Aber meistens enden, zum Beispiel Benchmarks von Karten, immer in einem Fanboy gequatsche:" Du bist aber ein Fanby" "Gar nicht wahr, du Nvidia Fanboy musst reden ...". So geht das immer XD.


----------



## PCGH_Carsten (8. Juli 2008)

Übrigens - wie auch schon auf der Main des Öfteren gesagt - sind wir uns des Problems mit der Usability der Benchmarks durchaus bewusst und wir versuchen, da eine Lösung zu bekommen. Allerdings ist es nicht ganz so einfach, wie es von außen aussieht.

In einem ersten Schritt, den wir komplett allein durchziehen können, machen wir die Benchmark-Pics so groß, dass sie in den Viewport der Seite bei Standardauflösung 1.280x1.024 passen. Soll heißen: Dann ist alles im Blick - zumindest in der Breite, sodass hier kein Gescrolle mehr nötig ist.

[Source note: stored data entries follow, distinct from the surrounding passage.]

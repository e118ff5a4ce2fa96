//! Registry directory lock.
//!
//! Only one process may write a registry at a time. The lock file records
//! who holds it so a stale lock left by a crashed process can be diagnosed.

use crate::constants::registry::LOCK_FILE;
use crate::error::{Error, Result};
use chrono::{DateTime, Utc};
use serde::{Deserialize, Serialize};
use std::fs::{self, OpenOptions};
use std::io::Write;
use std::path::{Path, PathBuf};
use std::time::Duration;

/// Lock file content for debugging.
#[derive(Debug, Serialize, Deserialize)]
pub struct LockInfo {
    /// Process ID that holds the lock.
    pub pid: u32,
    /// Hostname of the machine.
    pub hostname: String,
    /// When the lock was acquired.
    pub started: DateTime<Utc>,
}

/// RAII guard for the registry lock.
#[derive(Debug)]
pub struct RegistryLock {
    lock_path: PathBuf,
}

impl RegistryLock {
    /// Acquire the lock for a registry directory.
    pub fn acquire(registry_dir: &Path) -> Result<Self> {
        let lock_path = Self::lock_path_for(registry_dir);

        let file = OpenOptions::new()
            .write(true)
            .create_new(true)
            .open(&lock_path);

        match file {
            Ok(mut f) => {
                let info = LockInfo {
                    pid: std::process::id(),
                    hostname: hostname::get().map_or_else(
                        |_| "unknown".to_string(),
                        |h| h.to_string_lossy().into_owned(),
                    ),
                    started: Utc::now(),
                };

                let json = serde_json::to_string_pretty(&info).unwrap_or_else(|_| "{}".to_string());
                let _ = f.write_all(json.as_bytes());

                register_lock(&lock_path);

                Ok(Self { lock_path })
            }
            Err(e) if e.kind() == std::io::ErrorKind::AlreadyExists => {
                Err(Error::RegistryLocked { path: lock_path })
            }
            Err(e) => Err(Error::LockCreate {
                path: lock_path,
                source: e,
            }),
        }
    }

    /// Lock file path for a registry directory.
    pub fn lock_path_for(registry_dir: &Path) -> PathBuf {
        registry_dir.join(LOCK_FILE)
    }

    /// Check if the registry is locked.
    pub fn is_locked(registry_dir: &Path) -> bool {
        Self::lock_path_for(registry_dir).exists()
    }

    /// Read the holder of a lock, if the lock file is readable.
    pub fn holder(registry_dir: &Path) -> Option<LockInfo> {
        let contents = fs::read_to_string(Self::lock_path_for(registry_dir)).ok()?;
        serde_json::from_str(&contents).ok()
    }

    /// Check if a lock is stale (older than `max_age`).
    pub fn is_stale(registry_dir: &Path, max_age: Duration) -> bool {
        let lock_path = Self::lock_path_for(registry_dir);

        if let Ok(metadata) = fs::metadata(&lock_path)
            && let Ok(modified) = metadata.modified()
        {
            return modified.elapsed().unwrap_or_default() > max_age;
        }
        false
    }

    /// Remove a lock left behind by a crashed process.
    pub fn remove_stale(registry_dir: &Path) -> Result<()> {
        let lock_path = Self::lock_path_for(registry_dir);
        fs::remove_file(&lock_path).map_err(|e| Error::LockRemove {
            path: lock_path,
            source: e,
        })
    }
}

impl Drop for RegistryLock {
    fn drop(&mut self) {
        let _ = fs::remove_file(&self.lock_path);
        unregister_lock(&self.lock_path);
    }
}

/// Global registry of active lock paths for cleanup on signal.
static ACTIVE_LOCKS: std::sync::LazyLock<std::sync::Mutex<Vec<PathBuf>>> =
    std::sync::LazyLock::new(|| std::sync::Mutex::new(Vec::new()));

/// Register a lock path for cleanup on signal.
pub fn register_lock(path: &Path) {
    if let Ok(mut locks) = ACTIVE_LOCKS.lock() {
        locks.push(path.to_path_buf());
    }
}

/// Unregister a lock path after normal cleanup.
pub fn unregister_lock(path: &Path) {
    if let Ok(mut locks) = ACTIVE_LOCKS.lock() {
        locks.retain(|p| p != path);
    }
}

/// Clean up all registered locks. Called on a forced exit.
pub fn cleanup_all_locks() {
    if let Ok(locks) = ACTIVE_LOCKS.lock() {
        for lock_path in locks.iter() {
            let _ = fs::remove_file(lock_path);
        }
    }
}

#[cfg(test)]
#[allow(clippy::unwrap_used)]
mod tests {
    use super::*;
    use std::fs::File;
    use tempfile::TempDir;

    #[test]
    fn test_acquire_and_release_lock() {
        let temp_dir = TempDir::new().unwrap();

        let lock = RegistryLock::acquire(temp_dir.path());
        assert!(lock.is_ok());
        assert!(RegistryLock::is_locked(temp_dir.path()));

        let holder = RegistryLock::holder(temp_dir.path()).unwrap();
        assert_eq!(holder.pid, std::process::id());

        drop(lock);
        assert!(!RegistryLock::is_locked(temp_dir.path()));
    }

    #[test]
    fn test_double_lock_fails() {
        let temp_dir = TempDir::new().unwrap();

        let lock1 = RegistryLock::acquire(temp_dir.path());
        assert!(lock1.is_ok());

        let lock2 = RegistryLock::acquire(temp_dir.path());
        assert!(matches!(lock2, Err(Error::RegistryLocked { .. })));
    }

    #[test]
    fn test_remove_stale_lock() {
        let temp_dir = TempDir::new().unwrap();
        File::create(RegistryLock::lock_path_for(temp_dir.path())).unwrap();
        assert!(!RegistryLock::is_stale(temp_dir.path(), Duration::from_secs(3600)));

        RegistryLock::remove_stale(temp_dir.path()).unwrap();
        assert!(RegistryLock::acquire(temp_dir.path()).is_ok());
    }

    #[test]
    fn test_cleanup_all_locks_removes_registered_files() {
        let temp_dir = TempDir::new().unwrap();
        let lock_path = temp_dir.path().join(LOCK_FILE);

        File::create(&lock_path).unwrap();
        assert!(lock_path.exists());

        register_lock(&lock_path);
        cleanup_all_locks();

        assert!(!lock_path.exists());
    }
}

Wenn es mal längere Benchmarks sind, kann nach unten Scrollen nötig werden, aber das ist auch bei anderen Seiten so.


----------



## steinschock (12. August 2008)

Egal ob "Fehler" oder nicht Ihr seid offen und stellt Euch der Kritik.
Das sagt schon alles.

Die Problematik ist in eurem Bench-Artikel schön und verständlich
rausgearbeitet worden.
Und eine 100% ige  Besten liste gibt es erst wenn nur noch 1 Hersteller 
am Markt ist.
Die meisten   schätzen + respektieren eure arbeit sehr.


----------



## Player007 (12. August 2008)

Ein weitere Beweis, das es schlimmer wird, zeigt der Test der HD4870 X2 
PCGH - Test/Benchmark: PCGH-Test: Radeon HD 4870 X2

Gruß


----------



## f3rr1s (12. August 2008)

Ich habe ein paar mal angefangen die Coments zu lesen. 
Da meist aber nur sinfreies Zeug drin steht lass ich es meistens bleiben.


----------



## rabensang (12. August 2008)

Schaltet doch die Kommentarfunktion auf der PCGH Seite ab und verlinkt einen Disskusions Thread ins PCGHX Forum, um Sinnvolle Disskusionen zu erstellen.

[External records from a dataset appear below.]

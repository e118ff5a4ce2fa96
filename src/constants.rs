//! Application-wide constants.
//!
//! All magic numbers and strings are defined here to ensure consistency
//! and make changes easy to track.

/// Application name used for config directories and user-facing messages.
pub const APP_NAME: &str = "wildreid";

/// Environment variable that overrides the configuration file path.
pub const CONFIG_ENV_VAR: &str = "WILDREID_CONFIG";

/// Matching decision defaults.
pub mod matching {
    /// Default fused similarity threshold for assigning to an existing identity.
    pub const DEFAULT_THRESHOLD: f32 = 0.70;

    /// Default epsilon under which two candidate scores count as tied.
    pub const DEFAULT_TIE_EPSILON: f32 = 0.02;

    /// Default number of candidates pulled from the vector index per detection.
    pub const DEFAULT_SHORTLIST: usize = 25;

    /// Default number of candidate scores kept on a detection for reviewers.
    pub const DEFAULT_REVIEW_CANDIDATES: usize = 3;

    /// Lower bound on the weight a new sample gets in the running embedding.
    ///
    /// With a count-weighted blend the weight of sample `n` is `1 / n`; this
    /// floor keeps long-lived identities responsive to appearance drift.
    pub const DEFAULT_MIN_BLEND_WEIGHT: f32 = 0.05;

    /// Detector confidence under which a detection is flagged for review.
    pub const DEFAULT_LOW_CONFIDENCE: f32 = 0.30;

    /// Decision rounds per detection before giving up; a round is repeated
    /// when the chosen identity was quarantined or removed meanwhile.
    pub const MAX_DECISION_ROUNDS: usize = 8;
}

/// Deduplication defaults.
pub mod dedup {
    /// Default IoU above which two same-category boxes in one image are merged.
    pub const DEFAULT_IOU_THRESHOLD: f32 = 0.5;

    /// Default trailing window for temporal linking at one camera, in seconds.
    pub const DEFAULT_TEMPORAL_WINDOW_SECS: u64 = 10;

    /// Default cosine similarity above which two frames are the same sighting.
    pub const DEFAULT_TEMPORAL_SIMILARITY: f32 = 0.97;
}

/// Worker pool defaults.
pub mod workers {
    /// Default number of concurrent workers.
    pub const DEFAULT_COUNT: usize = 4;

    /// Maximum allowed number of workers.
    pub const MAX_COUNT: usize = 256;

    /// Default per-call extractor timeout in milliseconds.
    pub const DEFAULT_EXTRACTOR_TIMEOUT_MS: u64 = 30_000;

    /// Default number of retries for transient failures.
    pub const DEFAULT_MAX_RETRIES: u32 = 3;

    /// Default initial backoff in milliseconds.
    pub const DEFAULT_BACKOFF_INITIAL_MS: u64 = 200;

    /// Default backoff ceiling in milliseconds.
    pub const DEFAULT_BACKOFF_MAX_MS: u64 = 5_000;
}

/// Registry storage constants.
pub mod registry {
    /// Snapshot file name inside the registry directory.
    pub const SNAPSHOT_FILE: &str = "snapshot.json";

    /// Journal file name inside the registry directory.
    pub const JOURNAL_FILE: &str = "journal.jsonl";

    /// Lock file name inside the registry directory.
    pub const LOCK_FILE: &str = "registry.lock";

    /// Snapshot schema version.
    pub const SCHEMA_VERSION: &str = "1.0";

    /// Default number of journal commits before automatic compaction.
    pub const DEFAULT_COMPACT_EVERY: usize = 1_000;
}

/// Embedding extractor constants.
pub mod extractor {
    /// Default square input size for ONNX appearance models.
    pub const DEFAULT_INPUT_SIZE: u32 = 224;

    /// Default input tensor name for ONNX appearance models.
    pub const DEFAULT_INPUT_NAME: &str = "input";

    /// Default device context name.
    pub const DEFAULT_DEVICE: &str = "cpu";

    /// ImageNet channel means used for normalization.
    pub const IMAGENET_MEAN: [f32; 3] = [0.485, 0.456, 0.406];

    /// ImageNet channel standard deviations used for normalization.
    pub const IMAGENET_STD: [f32; 3] = [0.229, 0.224, 0.225];

    /// Number of hex characters of the model SHA-256 used as a version tag.
    pub const VERSION_HASH_CHARS: usize = 12;

    /// Coat-pattern descriptor grid side (cells per axis).
    pub const PATTERN_GRID: u32 = 4;

    /// Coat-pattern descriptor cell size in pixels.
    pub const PATTERN_CELL: u32 = 16;

    /// Coat-pattern orientation bins per cell.
    pub const PATTERN_BINS: usize = 8;

    /// Version tag of the coat-pattern descriptor.
    pub const PATTERN_VERSION: &str = "coat-hog-v1";
}

/// Detector confidence bounds.
pub mod confidence {
    /// Minimum valid confidence value.
    pub const MIN: f32 = 0.0;
    /// Maximum valid confidence value.
    pub const MAX: f32 = 1.0;
    /// Decimal places for score formatting.
    pub const DECIMAL_PLACES: usize = 4;
}

/// Calendar constants.
pub mod calendar {
    /// Days in each month (non-leap year).
    pub const DAYS_IN_MONTH: [u32; 12] = [31, 28, 31, 30, 31, 30, 31, 31, 30, 31, 30, 31];
}

/// Hours in the time-of-day activity histogram.
pub const HOURS_PER_DAY: usize = 24;
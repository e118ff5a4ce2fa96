//! Upstream detection input.

mod parser;

pub use parser::{collect_input_files, parse_detection_file, parse_inputs};
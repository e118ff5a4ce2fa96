//! Retry with exponential backoff for transient failures, and cooperative
//! cancellation.

use crate::config::WorkerConfig;
use crate::error::{Error, Result};
use std::future::Future;
use std::sync::Arc;
use std::sync::atomic::{AtomicBool, Ordering};
use std::time::Duration;
use tracing::warn;

/// Shared cancellation flag, checked at state boundaries.
#[derive(Debug, Clone, Default)]
pub struct CancelFlag(Arc<AtomicBool>);

impl CancelFlag {
    /// New, not cancelled.
    pub fn new() -> Self {
        Self::default()
    }

    /// Request cancellation.
    pub fn cancel(&self) {
        self.0.store(true, Ordering::SeqCst);
    }

    /// Whether cancellation was requested.
    pub fn is_cancelled(&self) -> bool {
        self.0.load(Ordering::SeqCst)
    }

    /// `Err(Cancelled)` once cancellation was requested.
    pub fn check(&self) -> Result<()> {
        if self.is_cancelled() {
            Err(Error::Cancelled)
        } else {
            Ok(())
        }
    }
}

/// Exponential backoff schedule.
#[derive(Debug, Clone, Copy)]
pub struct Backoff {
    initial: Duration,
    max: Duration,
    retries: u32,
}

impl Backoff {
    /// Schedule from worker settings.
    pub fn from_config(config: &WorkerConfig) -> Self {
        Self {
            initial: Duration::from_millis(config.backoff_initial_ms),
            max: Duration::from_millis(config.backoff_max_ms),
            retries: config.max_retries,
        }
    }

    /// Schedule with explicit values.
    pub const fn new(initial: Duration, max: Duration, retries: u32) -> Self {
        Self {
            initial,
            max,
            retries,
        }
    }

    /// Delay before retry number `attempt` (0-based), capped at the maximum.
    pub fn delay(&self, attempt: u32) -> Duration {
        let factor = 2u32.saturating_pow(attempt);
        self.initial.saturating_mul(factor).min(self.max)
    }

    /// Retries allowed after the first attempt.
    pub const fn retries(&self) -> u32 {
        self.retries
    }

    /// Run `op`, retrying transient errors.
    ///
    /// Non-transient errors return at once. Cancellation is checked before
    /// each retry. After the last retry the last error is returned.
    pub async fn run<T, F, Fut>(&self, what: &str, cancel: &CancelFlag, mut op: F) -> Result<T>
    where
        F: FnMut() -> Fut,
        Fut: Future<Output = Result<T>>,
    {
        let mut attempt = 0;
        loop {
            match op().await {
                Ok(value) => return Ok(value),
                Err(e) if e.is_transient() && attempt < self.retries => {
                    let delay = self.delay(attempt);
                    warn!(
                        "{what} failed (attempt {}/{}): {e}; retrying in {delay:?}",
                        attempt + 1,
                        self.retries + 1
                    );
                    cancel.check()?;
                    tokio::time::sleep(delay).await;
                    attempt += 1;
                }
                Err(e) => return Err(e),
            }
        }
    }
}

#[cfg(test)]
#[allow(clippy::unwrap_used)]
mod tests {
    use super::*;
    use std::sync::atomic::AtomicU32;

    fn transient() -> Error {
        Error::StoreUnavailable {
            reason: "flaky".to_string(),
        }
    }

    #[test]
    fn test_delay_grows_and_caps() {
        let backoff = Backoff::new(Duration::from_millis(100), Duration::from_millis(350), 5);
        assert_eq!(backoff.delay(0), Duration::from_millis(100));
        assert_eq!(backoff.delay(1), Duration::from_millis(200));
        assert_eq!(backoff.delay(2), Duration::from_millis(350));
        assert_eq!(backoff.delay(40), Duration::from_millis(350));
    }

    #[tokio::test]
    async fn test_transient_errors_are_retried() {
        let backoff = Backoff::new(Duration::from_millis(1), Duration::from_millis(2), 3);
        let calls = AtomicU32::new(0);
        let value = backoff
            .run("op", &CancelFlag::new(), || {
                let n = calls.fetch_add(1, Ordering::SeqCst);
                async move { if n < 2 { Err(transient()) } else { Ok(n) } }
            })
            .await
            .unwrap();
        assert_eq!(value, 2);
    }

    #[tokio::test]
    async fn test_exhausted_retries_return_last_error() {
        let backoff = Backoff::new(Duration::from_millis(1), Duration::from_millis(2), 2);
        let calls = AtomicU32::new(0);
        let result: Result<()> = backoff
            .run("op", &CancelFlag::new(), || {
                calls.fetch_add(1, Ordering::SeqCst);
                async { Err(transient()) }
            })
            .await;
        assert!(result.unwrap_err().is_transient());
        assert_eq!(calls.load(Ordering::SeqCst), 3);
    }

    #[tokio::test]
    async fn test_permanent_errors_are_not_retried() {
        let backoff = Backoff::new(Duration::from_millis(1), Duration::from_millis(2), 5);
        let calls = AtomicU32::new(0);
        let result: Result<()> = backoff
            .run("op", &CancelFlag::new(), || {
                calls.fetch_add(1, Ordering::SeqCst);
                async {
                    Err(Error::Internal {
                        message: "bug".to_string(),
                    })
                }
            })
            .await;
        assert!(result.is_err());
        assert_eq!(calls.load(Ordering::SeqCst), 1);
    }

    #[tokio::test]
    async fn test_cancel_stops_retrying() {
        let backoff = Backoff::new(Duration::from_millis(1), Duration::from_millis(2), 5);
        let cancel = CancelFlag::new();
        cancel.cancel();
        let result: Result<()> = backoff
            .run("op", &cancel, || async { Err(transient()) })
            .await;
        assert!(matches!(result, Err(Error::Cancelled)));
    }
}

 Das erspart euch Arbeit und manch dummes Komentar, welches dann durch die eingeschworene PCGHX Community verhindert wird.


----------



## PCGH_Carsten (13. August 2008)

rabensang schrieb:


> Schaltet doch die Kommentarfunktion auf der PCGH Seite ab und verlinkt einen Disskusions Thread ins PCGHX Forum, um Sinnvolle Disskusionen zu erstellen.
> 
> Das erspart euch Arbeit und manch dummes Komentar, welches dann durch die eingeschworene PCGHX Community verhindert wird.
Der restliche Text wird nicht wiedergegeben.